Directions:
Collect all lines below with the string "unwrap".

═════ Information given ═════

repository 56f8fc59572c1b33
pub mod deepseek;
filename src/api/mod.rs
use axum::{
    extract::State,
    http::{HeaderValue, StatusCode},
    response::{IntoResponse, Response},
    routing::{get, post},
    Json, Router,
};
use serde::{Deserialize, Serialize};
use std::sync::Arc;
use tower_http::cors::{AllowOrigin, Any, CorsLayer};
use validator::Validate;

use crate::config::Settings;
use crate::llm::prompt::NO_GUIDANCE_ANSWER;
use crate::llm::RagEngine;
use crate::providers::extractive::truncate_chars;

const SNIPPET_CHARS: usize = 200;

#[derive(Clone)]
pub struct AppState {
    engine: Arc<RagEngine>,
    settings: Arc<Settings>,
}

#[derive(Deserialize, Validate)]
pub struct QueryRequest {
    #[validate(length(min = 1, max = 2000))]
    question: String,
    /// e.g. "new employee", "manager". Accepted for compatibility, not used in retrieval.
    #[serde(default)]
    #[allow(dead_code)]
    user_context: Option<String>,
}

#[derive(Debug, Serialize, Deserialize)]
pub struct PolicySource {
    pub filename: String,
    pub content_snippet: String,
    pub similarity_score: f32,
}

#[derive(Debug, Serialize, Deserialize)]
pub struct QueryResponse {
    pub answer: String,
    pub model_used: String,
    pub sources: Vec<PolicySource>,
    pub ambiguity_detected: bool,
    pub is_sensitive: bool,
    pub warning_message: Option<String>,
}

#[derive(Debug, Serialize, Deserialize)]
pub struct HealthResponse {
    pub status: String,
    pub index_status: String,
}

#[derive(Serialize)]
struct ApiResponse {
    status: String,
}

/// Create and configure the API router
pub fn create_api(engine: Arc<RagEngine>, settings: Arc<Settings>) -> Router {
    let origin = match settings.frontend_origin.parse::<HeaderValue>() {
        Ok(origin) => AllowOrigin::exact(origin),
        Err(_) => {
            tracing::warn!(
                "Invalid frontend origin '{}', allowing any origin",
                settings.frontend_origin
            );
            AllowOrigin::any()
        }
    };

    let cors = CorsLayer::new()
        .allow_origin(origin)
        .allow_methods(Any)
        .allow_headers(Any)
        .max_age(std::time::Duration::from_secs(3600));

    let state = AppState { engine, settings };

    Router::new()
        .route("/health", get(health_check))
        .route("/query", post(query_handler))
        .layer(cors)
        .with_state(state)
}

async fn health_check(State(state): State<AppState>) -> Json<HealthResponse> {
    let index_status = if state.engine.is_loaded() { "loaded" } else { "empty" };
    Json(HealthResponse {
        status: "ok".to_string(),
        index_status: index_status.to_string(),
    })
}

async fn query_handler(
    State(state): State<AppState>,
    Json(request): Json<QueryRequest>,
) -> Response {
    if let Err(e) = request.validate() {
        return (
            StatusCode::UNPROCESSABLE_ENTITY,
            Json(ApiResponse { status: format!("Invalid request: {}", e) }),
        )
            .into_response();
    }
    let question = request.question.trim();
    if question.is_empty() {
        return (
            StatusCode::UNPROCESSABLE_ENTITY,
            Json(ApiResponse { status: "Question must not be blank".to_string() }),
        )
            .into_response();
    }

    let outcome = state.engine.query(question).await;

    let sources = outcome
        .hits
        .iter()
        .map(|hit| PolicySource {
            filename: hit.entry.source.clone(),
            content_snippet: format!("{}...", truncate_chars(&hit.entry.text, SNIPPET_CHARS)),
            similarity_score: hit.relevance(),
        })
        .collect();

    let sensitive = state.settings.sensitive_match(question).map(str::to_string);
    let warning_message = sensitive.as_ref().map(|keyword| {
        format!(
            "This question touches on '{}'. Please confirm with HR before acting on this answer.",
            keyword
        )
    });

    let ambiguity_detected = outcome.answer.is_unanswerable()
        || outcome.answer.answer_text.contains(NO_GUIDANCE_ANSWER);

    Json(QueryResponse {
        answer: outcome.answer.answer_text,
        model_used: outcome.answer.backend_name,
        sources,
        ambiguity_detected,
        is_sensitive: sensitive.is_some(),
        warning_message,
    })
    .into_response()
}

#[cfg(test)]
mod tests {
    use super::*;
    use crate::database::{FlatL2Index, IndexEntry, IndexPair};
    use crate::error::Result;
    use crate::llm::{AnswerOrchestrator, EmbeddingProvider, OrchestratorConfig};
    use async_trait::async_trait;
    use axum::body::{to_bytes, Body};
    use axum::http::Request;
    use tower::ServiceExt;

    struct ConstantEmbedder;

    #[async_trait]
    impl EmbeddingProvider for ConstantEmbedder {
        async fn embed(&self, _text: &str) -> Result<Vec<f32>> {
            Ok(vec![1.0, 0.0])
        }

        fn model_id(&self) -> &str {
            "constant"
        }
    }

    fn engine(loaded: bool) -> Arc<RagEngine> {
        let engine = RagEngine::new(
            Arc::new(ConstantEmbedder),
            AnswerOrchestrator::new(Vec::new(), OrchestratorConfig::default()),
            "unused",
            5,
        );
        if loaded {
            let mut index = FlatL2Index::new(2).unwrap();
            index.add(&[1.0, 1.0]).unwrap();
            let entry = IndexEntry {
                chunk_id: "chunk_000001".to_string(),
                source: "termination.md".to_string(),
                path: "people/termination.md".to_string(),
                heading: "Notice".to_string(),
                text: "x".repeat(300),
            };
            engine.install(IndexPair::new(index, vec![entry]).unwrap());
        }
        Arc::new(engine)
    }

    async fn body_json<T: serde::de::DeserializeOwned>(response: Response) -> T {
        let bytes = to_bytes(response.into_body(), usize::MAX).await.unwrap();
        serde_json::from_slice(&bytes).unwrap()
    }

    fn query(question: &str) -> Request<Body> {
        Request::builder()
            .method("POST")
            .uri("/query")
            .header("content-type", "application/json")
            .body(Body::from(serde_json::json!({ "question": question }).to_string()))
            .unwrap()
    }

    #[tokio::test]
    async fn test_health_reports_index_status() {
        for (loaded, expected) in [(true, "loaded"), (false, "empty")] {
            let app = create_api(engine(loaded), Arc::new(Settings::default()));
            let response = app
                .oneshot(Request::builder().uri("/health").body(Body::empty()).unwrap())
                .await
                .unwrap();
            assert_eq!(response.status(), StatusCode::OK);
            let health: HealthResponse = body_json(response).await;
            assert_eq!(health.index_status, expected);
        }
    }

    #[tokio::test]
    async fn test_query_returns_sources_and_sensitivity() {
        let app = create_api(engine(true), Arc::new(Settings::default()));
        let response = app.oneshot(query("What is the termination notice?")).await.unwrap();
        assert_eq!(response.status(), StatusCode::OK);

        let body: QueryResponse = body_json(response).await;
        assert_eq!(body.model_used, "extractive-only");
        assert_eq!(body.sources.len(), 1);
        assert_eq!(body.sources[0].filename, "termination.md");
        assert_eq!(body.sources[0].content_snippet.len(), SNIPPET_CHARS + 3);
        assert_eq!(body.sources[0].similarity_score, 0.5);
        assert!(body.is_sensitive);
        assert!(body.warning_message.is_some());
        assert!(!body.ambiguity_detected);
    }

    #[tokio::test]
    async fn test_query_without_index_answers_with_sentinel() {
        let app = create_api(engine(false), Arc::new(Settings::default()));
        let response = app.oneshot(query("How much leave?")).await.unwrap();
        assert_eq!(response.status(), StatusCode::OK);

        let body: QueryResponse = body_json(response).await;
        assert_eq!(body.model_used, "none");
        assert_eq!(body.answer, "Unable to answer the question.");
        assert!(body.sources.is_empty());
        assert!(body.ambiguity_detected);
        assert!(!body.is_sensitive);
    }

    #[tokio::test]
    async fn test_blank_question_is_rejected() {
        let app = create_api(engine(true), Arc::new(Settings::default()));
        let response = app.oneshot(query("")).await.unwrap();
        assert_eq!(response.status(), StatusCode::UNPROCESSABLE_ENTITY);

        let app = create_api(engine(true), Arc::new(Settings::default()));
        let response = app.oneshot(query("   ")).await.unwrap();
        assert_eq!(response.status(), StatusCode::UNPROCESSABLE_ENTITY);
    }
}
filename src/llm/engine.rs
use parking_lot::RwLock;
use serde::Serialize;
use std::path::{Path, PathBuf};
use std::sync::Arc;

use crate::config::Settings;
use crate::database::index_store::IndexPair;
use crate::error::{RagError, Result};
use crate::llm::embeddings::{embedder_from_settings, EmbeddingProvider};
use crate::llm::orchestrator::{AnswerOrchestrator, AnswerResult, OrchestratorConfig};
use crate::llm::semantic_search::{Retriever, SearchHit};
use crate::providers::backends_from_settings;

/// What a load produced; equal across repeated loads of the same pair.
#[derive(Debug, Clone, Copy, PartialEq, Eq, Serialize)]
pub struct LoadSummary {
    pub embedding_dim: usize,
    pub chunks: usize,
}

/// An answer together with the hits it was built from.
#[derive(Debug, Clone)]
pub struct QueryOutcome {
    pub answer: AnswerResult,
    pub hits: Vec<SearchHit>,
}

/// The query-time pipeline. Built once at startup and shared behind an `Arc`.
pub struct RagEngine {
    retriever: Retriever,
    orchestrator: AnswerOrchestrator,
    index_dir: PathBuf,
    top_k: usize,
    pair: RwLock<Option<Arc<IndexPair>>>,
}

impl RagEngine {
    pub fn new(
        embedder: Arc<dyn EmbeddingProvider>,
        orchestrator: AnswerOrchestrator,
        index_dir: impl Into<PathBuf>,
        top_k: usize,
    ) -> Self {
        Self {
            retriever: Retriever::new(embedder),
            orchestrator,
            index_dir: index_dir.into(),
            top_k,
            pair: RwLock::new(None),
        }
    }

    /// Wires the configured embedder and backend chain. Fails only when the
    /// embedder has no credentials.
    pub fn from_settings(settings: &Settings) -> Result<Self> {
        let embedder = embedder_from_settings(settings)?;
        let orchestrator = AnswerOrchestrator::new(
            backends_from_settings(settings),
            OrchestratorConfig {
                backend_timeout: settings.backend_timeout,
                failure_threshold: settings.failure_threshold,
                cooldown: settings.cooldown,
                prompt_warn_chars: settings.prompt_warn_chars,
            },
        );
        tracing::info!(
            "Backend chain: {} -> extractive-only",
            orchestrator.backend_names().join(" -> ")
        );
        Ok(Self::new(
            embedder,
            orchestrator,
            settings.index_dir.clone(),
            settings.top_k,
        ))
    }

    pub fn index_dir(&self) -> &Path {
        &self.index_dir
    }

    pub fn top_k(&self) -> usize {
        self.top_k
    }

    pub fn orchestrator(&self) -> &AnswerOrchestrator {
        &self.orchestrator
    }

    /// Loads (or reloads) the index pair from `index_dir`. A missing or
    /// corrupt pair is an error and leaves any previous pair in place.
    pub fn load_documents(&self) -> Result<LoadSummary> {
        let pair = IndexPair::load(&self.index_dir)?;
        Ok(self.install(pair))
    }

    /// Startup hook: consumes the engine and hands it back only once a valid
    /// pair is loaded.
    pub fn loaded(self) -> Result<Self> {
        self.load_documents()?;
        Ok(self)
    }

    /// Installs an already built pair.
    pub fn install(&self, pair: IndexPair) -> LoadSummary {
        let summary = LoadSummary {
            embedding_dim: pair.dimension(),
            chunks: pair.len(),
        };
        *self.pair.write() = Some(Arc::new(pair));
        tracing::info!(
            "Index loaded with {} chunks (dim {}) for embedder {}",
            summary.chunks,
            summary.embedding_dim,
            self.retriever.model_id()
        );
        summary
    }

    pub fn is_loaded(&self) -> bool {
        self.pair.read().is_some()
    }

    pub fn embedding_dim(&self) -> Option<usize> {
        self.pair.read().as_ref().map(|p| p.dimension())
    }

    fn loaded_pair(&self) -> Result<Arc<IndexPair>> {
        self.pair.read().clone().ok_or(RagError::IndexNotLoaded)
    }

    pub async fn search(&self, question: &str, top_k: usize) -> Result<Vec<SearchHit>> {
        let pair = self.loaded_pair()?;
        self.retriever.search(&pair, question, top_k).await
    }

    /// Never fails: retrieval errors become the sentinel answer.
    pub async fn answer(&self, question: &str) -> AnswerResult {
        self.query(question).await.answer
    }

    pub async fn query(&self, question: &str) -> QueryOutcome {
        match self.search(question, self.top_k).await {
            Ok(hits) => {
                let answer = self.orchestrator.run(question, &hits).await;
                QueryOutcome { answer, hits }
            }
            Err(e) => {
                tracing::error!("Retrieval failed: {}", e);
                QueryOutcome {
                    answer: AnswerResult::unanswerable(),
                    hits: Vec::new(),
                }
            }
        }
    }
}
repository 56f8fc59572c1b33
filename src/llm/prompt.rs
use crate::llm::semantic_search::SearchHit;

/// Sentence backends must emit verbatim when the context has no answer.
pub const NO_GUIDANCE_ANSWER: &str =
    "No specific policy guidance was found in the provided documents.";

/// Renders retrieved hits as `[n] (heading | source)\ntext`, blank-line separated,
/// in retrieval order.
pub fn render_context(hits: &[SearchHit]) -> String {
    hits.iter()
        .enumerate()
        .map(|(i, hit)| {
            format!(
                "[{}] ({} | {})\n{}",
                i + 1,
                hit.entry.heading,
                hit.entry.source,
                hit.entry.text
            )
        })
        .collect::<Vec<_>>()
        .join("\n\n")
}

/// Builds the instruction prompt shared by every generative backend.
/// Chunk text is never truncated here.
pub fn build_prompt(question: &str, hits: &[SearchHit]) -> String {
    format!(
        r#"You are a policy assistant.

This is a POLICY QUESTION answering system.
Only describe explicit rules, requirements, or documented practices.
Do NOT give general opinions, benefits, or cultural explanations unless explicitly stated in policy documents.

Rules:
- Answer ONLY using the provided context
- If the answer is not present, say so clearly
- Be concise and factual

If no explicit policy rules are found in the context, respond:
"{fallback}"

Question:
{question}

Context:
{context}

Answer:"#,
        fallback = NO_GUIDANCE_ANSWER,
        question = question,
        context = render_context(hits),
    )
}

#[cfg(test)]
mod tests {
    use super::*;
    use crate::database::index_store::IndexEntry;

    fn hit(heading: &str, source: &str, text: &str) -> SearchHit {
        SearchHit {
            entry: IndexEntry {
                chunk_id: "chunk_000001".to_string(),
                source: source.to_string(),
                path: "handbook".to_string(),
                heading: heading.to_string(),
                text: text.to_string(),
            },
            score: 0.1,
        }
    }

    #[test]
    fn test_context_enumerates_in_order() {
        let hits = vec![
            hit("Leave", "leave.md", "Twenty days."),
            hit("Pay", "pay.md", "Monthly."),
        ];
        assert_eq!(
            render_context(&hits),
            "[1] (Leave | leave.md)\nTwenty days.\n\n[2] (Pay | pay.md)\nMonthly."
        );
    }

    #[test]
    fn test_prompt_contains_contract_parts() {
        let long_text = "word ".repeat(2000);
        let hits = vec![hit("Leave", "leave.md", &long_text)];
        let prompt = build_prompt("How many leave days?", &hits);

        assert!(prompt.starts_with("You are a policy assistant."));
        assert!(prompt.contains("Answer ONLY using the provided context"));
        assert!(prompt.contains("Question:\nHow many leave days?\n"));
        assert!(prompt.contains(&format!("\"{}\"", NO_GUIDANCE_ANSWER)));
        assert!(prompt.contains(&long_text));
        assert!(prompt.ends_with("Answer:"));
        assert!(prompt.find("Question:") < prompt.find("Context:"));
    }
}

═════

Output of the exercise:
            let mut index = FlatL2Index::new(2).unwrap();
            index.add(&[1.0, 1.0]).unwrap();
            engine.install(IndexPair::new(index, vec![entry]).unwrap());
        let bytes = to_bytes(response.into_body(), usize::MAX).await.unwrap();
        serde_json::from_slice(&bytes).unwrap()
            .unwrap()
                .oneshot(Request::builder().uri("/health").body(Body::empty()).unwrap())
                .unwrap();
        let response = app.oneshot(query("What is the termination notice?")).await.unwrap();
        let response = app.oneshot(query("How much leave?")).await.unwrap();
        let response = app.oneshot(query("")).await.unwrap();
        let response = app.oneshot(query("   ")).await.unwrap();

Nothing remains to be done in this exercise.